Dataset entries
=== Section Start ===

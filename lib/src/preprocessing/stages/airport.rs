//! Departure and destination airport attributes.

use crate::dataset::Dataset;
use crate::error::Result;
use crate::preprocessing::pool::WorkerPool;
use crate::preprocessing::cache::content_fingerprint;
use crate::preprocessing::reference::ReferenceTable;
use crate::preprocessing::Preprocessor;
use std::path::PathBuf;
use std::sync::Arc;

/// Airport table key column.
pub const AIRPORT_KEY: &str = "ident";

/// Attributes copied for each airport.
pub const AIRPORT_FIELDS: [&str; 7] = [
    "latitude_deg",
    "longitude_deg",
    "elevation_ft",
    "municipality",
    "iso_region",
    "continent",
    "type",
];

/// Joins airport attributes on `adep` and `ades`, adding `adep_<field>` and
/// `ades_<field>` columns. Unknown codes yield missing values.
#[derive(Debug, Clone)]
pub struct AirportPreprocessor {
    path: PathBuf,
    fields: Vec<String>,
    pool: Option<Arc<WorkerPool>>,
}

impl AirportPreprocessor {
    pub fn new(path: impl Into<PathBuf>) -> Self {
        Self {
            path: path.into(),
            fields: AIRPORT_FIELDS.iter().map(|f| f.to_string()).collect(),
            pool: None,
        }
    }

    pub fn with_fields(mut self, fields: &[&str]) -> Self {
        self.fields = fields.iter().map(|f| f.to_string()).collect();
        self
    }

    /// Resolve distinct airport codes on `pool`.
    pub fn with_pool(mut self, pool: Arc<WorkerPool>) -> Self {
        self.pool = Some(pool);
        self
    }
}

impl Preprocessor for AirportPreprocessor {
    fn name(&self) -> &str {
        "airport"
    }

    fn params(&self) -> serde_json::Value {
        serde_json::json!({
            "path": self.path.display().to_string(),
            "content": content_fingerprint(&self.path),
            "fields": self.fields,
        })
    }

    fn process(&self, mut dataset: Dataset) -> Result<Dataset> {
        let airports = ReferenceTable::load(&self.path, AIRPORT_KEY)?;
        let fields: Vec<&str> = self.fields.iter().map(String::as_str).collect();
        for side in ["adep", "ades"] {
            airports.join_into(
                &mut dataset.table,
                side,
                &fields,
                &format!("{}_", side),
                self.pool.as_deref(),
            )?;
        }
        Ok(dataset)
    }
}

=== Section End ===

→ **Required work**
In restating the data, begin at its first line, reproduce each line word for word, and conclude with the line that contains "use crate::preprocessing::cache::content_fingerprint;".

→ **The completed task**
filename lib/src/preprocessing/stages/airport.rs
//! Departure and destination airport attributes.

use crate::dataset::Dataset;
use crate::error::Result;
use crate::preprocessing::pool::WorkerPool;
use crate::preprocessing::cache::content_fingerprint;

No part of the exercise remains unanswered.